When the Los Angeles Lakers signed LeBron James in free agency, president of basketball operations Magic Johnson pitched him on having ‘tough-minded playmakers.’
For James, this was a significant change from having three-point shooters that helped him win three championships in eight consecutive NBA Finals appearances.
However, the thought process was teams like the Houston Rockets showed they could not outshoot the two-time defending champion Golden State Warriors.
As the Lakers will miss the playoffs for the sixth consecutive season, James was recently asked about the team’s roster construction and the lack of three-point shooters, according to Dave McMenamin of ESPN:
“That experiment?” James said of the roster construction for his first season in L.A.
James stared out onto the court for a moment, turned his attention back to the conversation, pursed his lips and stuck out his tongue as he trumpeted air out of his mouth, making a raspberry sound.
Through 76 games, the Lakers are the second-worst three-point shooting team (33.2%). And outside of Scott Machado (100% on 0.3 attempts) and Alex Caruso (43.3% on 1.6 attempts) from the South Bay Lakers, Lance Stephenson (38.1% on 2.8 attempts) leads the team in that department.

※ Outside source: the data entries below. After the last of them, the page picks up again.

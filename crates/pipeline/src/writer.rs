//! Artifact persistence saga.
//!
//! Each photo produces four writes: original upload, display upload,
//! thumbnail upload, catalog insert. A failure at any step deletes every
//! artifact written so far, so partial photos are never visible.

use gala_core::sniff::ImageKind;
use gala_core::types::DbId;
use gala_db::models::photo::{CreatePhoto, Photo};
use gala_storage::ObjectStore;

use crate::error::EntryFailure;
use crate::ledger::PhotoLedger;
use crate::transform::TransformedImage;

/// Content type of both derived renditions.
pub const JPEG_CONTENT_TYPE: &str = "image/jpeg";

/// Storage keys for one photo's three artifacts.
#[derive(Debug, Clone, PartialEq, Eq)]
pub struct ArtifactPaths {
    pub original: String,
    pub display: String,
    pub thumbnail: String,
}

/// Derive the three storage keys for a photo.
pub fn artifact_paths(event_id: DbId, photo_key: &str, kind: ImageKind) -> ArtifactPaths {
    ArtifactPaths {
        original: format!("originals/{event_id}/{photo_key}.{}", kind.extension()),
        display: format!("derived/{event_id}/{photo_key}_display.jpg"),
        thumbnail: format!("derived/{event_id}/{photo_key}_thumb.jpg"),
    }
}

/// Writes a photo's artifacts and catalog row transactionally-ish:
/// either all four writes land or none of the storage objects survive.
pub struct ArtifactWriter<'a> {
    storage: &'a dyn ObjectStore,
    photos: &'a dyn PhotoLedger,
    media_bucket: &'a str,
}

impl<'a> ArtifactWriter<'a> {
    pub fn new(
        storage: &'a dyn ObjectStore,
        photos: &'a dyn PhotoLedger,
        media_bucket: &'a str,
    ) -> Self {
        Self {
            storage,
            photos,
            media_bucket,
        }
    }

    /// Store one processed photo.
    ///
    /// Upload order: original, display, thumbnail, then the catalog
    /// insert. On failure the already-written objects are deleted
    /// (best-effort) before the entry failure is returned.
    pub async fn store_photo(
        &self,
        event_id: DbId,
        file_name: &str,
        kind: ImageKind,
        original_bytes: Vec<u8>,
        transformed: &TransformedImage,
    ) -> Result<Photo, EntryFailure> {
        let photo_key = uuid::Uuid::now_v7().to_string();
        let paths = artifact_paths(event_id, &photo_key, kind);
        let size_bytes = original_bytes.len() as i64;

        self.storage
            .put(
                self.media_bucket,
                &paths.original,
                original_bytes,
                kind.content_type(),
            )
            .await
            .map_err(|e| EntryFailure::Upload(e.to_string()))?;

        if let Err(e) = self
            .storage
            .put(
                self.media_bucket,
                &paths.display,
                transformed.display_bytes.clone(),
                JPEG_CONTENT_TYPE,
            )
            .await
        {
            self.rollback(&[&paths.original]).await;
            return Err(EntryFailure::Upload(e.to_string()));
        }

        if let Err(e) = self
            .storage
            .put(
                self.media_bucket,
                &paths.thumbnail,
                transformed.thumbnail_bytes.clone(),
                JPEG_CONTENT_TYPE,
            )
            .await
        {
            self.rollback(&[&paths.original, &paths.display]).await;
            return Err(EntryFailure::Upload(e.to_string()));
        }

        let input = CreatePhoto {
            event_id,
            original_path: paths.original.clone(),
            display_path: paths.display.clone(),
            thumbnail_path: paths.thumbnail.clone(),
            file_name: file_name.to_string(),
            size_bytes,
            width: transformed.width as i32,
            height: transformed.height as i32,
        };

        match self.photos.insert(&input).await {
            Ok(photo) => Ok(photo),
            Err(e) => {
                self.rollback(&[&paths.original, &paths.display, &paths.thumbnail])
                    .await;
                Err(EntryFailure::Catalog(e.to_string()))
            }
        }
    }

    /// Best-effort compensating deletes.
    async fn rollback(&self, keys: &[&str]) {
        for key in keys {
            if let Err(e) = self.storage.delete(self.media_bucket, key).await {
                tracing::warn!(key, error = %e, "Saga rollback delete failed");
            }
        }
    }
}

#[cfg(test)]
mod tests {
    use super::*;
    use async_trait::async_trait;
    use gala_storage::{MemoryStore, StorageError};

    use crate::memory::MemoryLedger;

    fn transformed() -> TransformedImage {
        TransformedImage {
            display_bytes: vec![1, 2, 3],
            thumbnail_bytes: vec![4, 5],
            width: 640,
            height: 480,
        }
    }

    /// Store wrapper that fails `put` for keys containing a marker.
    struct FailingPut {
        inner: MemoryStore,
        fail_on: &'static str,
    }

    #[async_trait]
    impl ObjectStore for FailingPut {
        async fn head(&self, bucket: &str, key: &str) -> Result<Option<u64>, StorageError> {
            self.inner.head(bucket, key).await
        }

        async fn put(
            &self,
            bucket: &str,
            key: &str,
            bytes: Vec<u8>,
            content_type: &str,
        ) -> Result<(), StorageError> {
            if key.contains(self.fail_on) {
                return Err(StorageError::Provider("injected failure".into()));
            }
            self.inner.put(bucket, key, bytes, content_type).await
        }

        async fn get(&self, bucket: &str, key: &str) -> Result<Vec<u8>, StorageError> {
            self.inner.get(bucket, key).await
        }

        async fn delete(&self, bucket: &str, key: &str) -> Result<(), StorageError> {
            self.inner.delete(bucket, key).await
        }
    }

    /// Ledger that rejects every insert.
    struct RejectingCatalog;

    #[async_trait]
    impl PhotoLedger for RejectingCatalog {
        async fn insert(&self, _input: &CreatePhoto) -> Result<Photo, sqlx::Error> {
            Err(sqlx::Error::PoolClosed)
        }
    }

    #[test]
    fn test_artifact_paths_layout() {
        let paths = artifact_paths(42, "abc", ImageKind::Png);
        assert_eq!(paths.original, "originals/42/abc.png");
        assert_eq!(paths.display, "derived/42/abc_display.jpg");
        assert_eq!(paths.thumbnail, "derived/42/abc_thumb.jpg");
    }

    #[tokio::test]
    async fn full_success_writes_three_objects_and_one_row() {
        let store = MemoryStore::new();
        let ledger = MemoryLedger::new();
        let writer = ArtifactWriter::new(&store, &ledger, "media");

        let photo = writer
            .store_photo(5, "party.jpg", ImageKind::Jpeg, vec![0xFF, 0xD8], &transformed())
            .await
            .unwrap();

        assert_eq!(store.object_count().await, 3);
        assert!(store.contains("media", &photo.original_path).await);
        assert_eq!(
            store.content_type_of("media", &photo.original_path).await.as_deref(),
            Some("image/jpeg")
        );
        assert_eq!(photo.file_name, "party.jpg");
        assert_eq!(photo.size_bytes, 2);
        assert_eq!((photo.width, photo.height), (640, 480));
        assert_eq!(ledger.photo_count().await, 1);
    }

    #[tokio::test]
    async fn display_failure_rolls_back_original() {
        let store = FailingPut {
            inner: MemoryStore::new(),
            fail_on: "_display",
        };
        let ledger = MemoryLedger::new();
        let writer = ArtifactWriter::new(&store, &ledger, "media");

        let err = writer
            .store_photo(5, "party.jpg", ImageKind::Jpeg, vec![1], &transformed())
            .await
            .unwrap_err();

        assert!(matches!(err, EntryFailure::Upload(_)));
        assert_eq!(store.inner.object_count().await, 0);
        assert_eq!(ledger.photo_count().await, 0);
    }

    #[tokio::test]
    async fn thumbnail_failure_rolls_back_both_uploads() {
        let store = FailingPut {
            inner: MemoryStore::new(),
            fail_on: "_thumb",
        };
        let ledger = MemoryLedger::new();
        let writer = ArtifactWriter::new(&store, &ledger, "media");

        let err = writer
            .store_photo(5, "party.jpg", ImageKind::Jpeg, vec![1], &transformed())
            .await
            .unwrap_err();

        assert!(matches!(err, EntryFailure::Upload(_)));
        assert_eq!(store.inner.object_count().await, 0);
    }

    #[tokio::test]
    async fn catalog_failure_rolls_back_all_three_objects() {
        let store = MemoryStore::new();
        let writer = ArtifactWriter::new(&store, &RejectingCatalog, "media");

        let err = writer
            .store_photo(5, "party.jpg", ImageKind::Jpeg, vec![1], &transformed())
            .await
            .unwrap_err();

        assert!(matches!(err, EntryFailure::Catalog(_)));
        assert_eq!(store.object_count().await, 0);
    }
}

While the Lakers had hoped Kyle Kuzma (30.3% on 6.0 attempts) and Josh Hart (33.6% on 4.1 attempts) would take the next step in that area, they eventually traded for Reggie Bullock and Mike Muscala. Bullock has struggled (31.4% on 5.1 attempts) and Muscala (20.8% on 2.2 attempts) has not been close to being a stretch-five.
As the Lakers prepare for the offseason, the hope is Johnson and general manager Rob Pelinka focus on shooters and rim protectors. Along with James, the young core would benefit from having driving lanes to finish around the rim or create good looks for their teammates.